Keep asking yourself those questions to stay efficient in your job!

 

 Whatever the Company you are working for, whatever if you have a front-office or back-office role, whatever the skills you are required to apply in your daily job, and whatever the hierarchy level you have, little things may have a big impact on the quality of your job.

The purpose of this post is to outline a set of questions any employee should keep asking himself/herself; those questions often are undermined by the daily routine job tasks, but are crucial nevertheless:

 

  • Can I rely on the information at my disposal? : If the information may be quantitative or qualitative, it will take the form of data most of the time. All data are not equally important, in addition, data can be missing, incomplete, or irrelevant and consequently bias the entire sample; it is crucial to build efficient platforms to process and manage large volumes of raw data and be sure they are accurate. It may seem obvious, but wrong model outputs often are explained by an inadequate dataset and not modeling errors.
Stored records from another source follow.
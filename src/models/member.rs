use diesel::prelude::*;
use serde::{Deserialize, Serialize};

use crate::models::Team;

/// Member model for reading from database
///
/// A member belongs to at most one team; `team_id` is `None` for members
/// registered without one.
#[derive(
    Debug, Queryable, Selectable, Identifiable, Associations, Clone, PartialEq, Eq, Serialize,
)]
#[diesel(table_name = crate::schema::member)]
#[diesel(belongs_to(Team))]
#[diesel(check_for_backend(diesel::pg::Pg))]
pub struct Member {
    pub id: i64,
    pub username: String,
    pub age: i32,
    pub team_id: Option<i64>,
}

/// NewMember model for inserting new records
#[derive(Debug, Insertable, Deserialize, Clone)]
#[diesel(table_name = crate::schema::member)]
pub struct NewMember {
    pub username: String,
    pub age: i32,
    pub team_id: Option<i64>,
}

impl NewMember {
    /// A member assigned to `team`.
    pub fn new(username: impl Into<String>, age: i32, team: &Team) -> Self {
        Self {
            username: username.into(),
            age,
            team_id: Some(team.id),
        }
    }

    /// A member without a team.
    pub fn without_team(username: impl Into<String>, age: i32) -> Self {
        Self {
            username: username.into(),
            age,
            team_id: None,
        }
    }
}
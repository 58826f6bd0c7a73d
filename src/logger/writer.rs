//! File writer for the logger

use std::fs::{File, OpenOptions};
use std::io::{self, LineWriter, Write};
use std::path::Path;
use std::sync::{Arc, Mutex};

use tracing_subscriber::fmt::MakeWriter;

use crate::logger::config::FileConfig;
use crate::logger::error::LoggerError;

/// Shared line-buffered log file.
///
/// When a write to the file fails, that record goes to stderr instead so
/// it is not lost.
#[derive(Clone)]
pub struct LogFileWriter {
    file: Arc<Mutex<LineWriter<File>>>,
}

impl LogFileWriter {
    pub fn new(config: &FileConfig) -> Result<Self, LoggerError> {
        if let Some(parent) = config.path.parent() {
            if !parent.as_os_str().is_empty() {
                std::fs::create_dir_all(parent)?;
            }
        }

        let file = open_log_file(&config.path, config.append)?;
        Ok(Self {
            file: Arc::new(Mutex::new(LineWriter::new(file))),
        })
    }
}

impl<'a> MakeWriter<'a> for LogFileWriter {
    type Writer = LogFileGuard;

    fn make_writer(&'a self) -> Self::Writer {
        LogFileGuard {
            file: self.file.clone(),
        }
    }
}

pub struct LogFileGuard {
    file: Arc<Mutex<LineWriter<File>>>,
}

impl Write for LogFileGuard {
    fn write(&mut self, buf: &[u8]) -> io::Result<usize> {
        let written = match self.file.lock() {
            Ok(mut file) => file.write(buf),
            Err(_) => Err(io::Error::other("log file lock poisoned")),
        };
        match written {
            Ok(written) => Ok(written),
            Err(_) => io::stderr().write(buf),
        }
    }

    fn flush(&mut self) -> io::Result<()> {
        match self.file.lock() {
            Ok(mut file) => file.flush(),
            Err(_) => io::stderr().flush(),
        }
    }
}

fn open_log_file(path: &Path, append: bool) -> io::Result<File> {
    let mut options = OpenOptions::new();
    options.create(true);
    if append {
        options.append(true);
    } else {
        options.write(true).truncate(true);
    }
    options.open(path)
}
//! Error types for the logger

use thiserror::Error;

/// Errors that can occur while setting up or adjusting logging
#[derive(Debug, Error)]
pub enum LoggerError {
    #[error("IO error: {0}")]
    Io(#[from] std::io::Error),

    #[error("Configuration error: {message}")]
    Config { message: String },

    #[error("Format error: {message}")]
    Format { message: String },

    #[error("Failed to install subscriber: {message}")]
    Init { message: String },

    #[error("Failed to reload log filter: {message}")]
    Reload { message: String },
}

impl LoggerError {
    pub fn config(message: impl Into<String>) -> Self {
        Self::Config {
            message: message.into(),
        }
    }

    pub fn format(message: impl Into<String>) -> Self {
        Self::Format {
            message: message.into(),
        }
    }
}
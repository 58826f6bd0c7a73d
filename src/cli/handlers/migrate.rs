//! Migrate command handler
//!
//! Handles database migration operations including dry-run and rollback.

use crate::config::DatabaseConfig;
use crate::db;
use crate::error::AppResult;

/// Handler for the migrate command
pub struct MigrateCommandHandler {
    database: DatabaseConfig,
}

impl MigrateCommandHandler {
    pub fn new(database: DatabaseConfig) -> Self {
        Self { database }
    }

    /// Applies pending migrations, lists them (`dry_run`) or reverts the last
    /// `rollback` of them.
    ///
    /// # Errors
    /// - Configuration validation errors
    /// - `Validation` for an out-of-range rollback
    /// - Database connection and migration errors
    pub async fn execute(&self, dry_run: bool, rollback: Option<u32>) -> AppResult<String> {
        self.database.validate()?;

        if dry_run {
            let pending = db::pending_migrations(&self.database.url).await?;
            return Ok(if pending.is_empty() {
                "No pending migrations - database is up to date".to_string()
            } else {
                listing(&format!("{} pending migration(s):", pending.len()), &pending)
            });
        }

        if let Some(steps) = rollback {
            let reverted = db::revert_migrations(&self.database.url, steps).await?;
            return Ok(listing(
                &format!("Rolled back {} migration(s):", reverted.len()),
                &reverted,
            ));
        }

        let applied = db::run_pending_migrations(&self.database.url).await?;
        Ok(if applied.is_empty() {
            "No migrations to apply - database is already up to date".to_string()
        } else {
            listing(&format!("Applied {} migration(s):", applied.len()), &applied)
        })
    }
}

fn listing(header: &str, names: &[String]) -> String {
    std::iter::once(header.to_string())
        .chain(names.iter().map(|name| format!("  - {}", name)))
        .collect::<Vec<_>>()
        .join("\n")
}
//! Database connection pool and embedded migrations.
//!
//! Provides async PostgreSQL connection pooling using diesel_async with bb8.

mod migrations;
mod pool;

pub use migrations::{MIGRATIONS, pending_migrations, revert_migrations, run_pending_migrations};
pub use pool::{AsyncDbPool, establish_async_connection_pool};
It is also crucial to understand what your data really represent (i.e. are prices clean or dirty, or returns arithmetic or logarithmic, etc.) ;
  • Do I maintain simple processes and tools? : Less is often more, and not only in Risk Management, you often may have a clear picture of what is going on with simple charts and formulas; even if advanced modeling may seem “trendy”, it should only be used when no other solutions can be implemented. Reasons to choose simple models include but are not limited to (1) the more sophisticated your model, the more the validity of your parameters, assumptions and inputs will be discussed, (2) it is much easier and intuitive to explain and defend basic models than advanced concepts to a large audience ;
  • Could someone take my job over easily? : Be sure that someone with a limited understanding of your job could easily take it over when you are a few days off, or even if you decide to change of position; this implies, inter alia, being sure that methodologies are up-to-date, folders organized, even that eMails are clearly written. People may think this is not in their interest to proceed that way because keeping things unclear makes an employee more “indispensable” to the company; but keep in mind that a sloppy work is problematic for you first, particularly when you want to understand what you did a few months or years ago.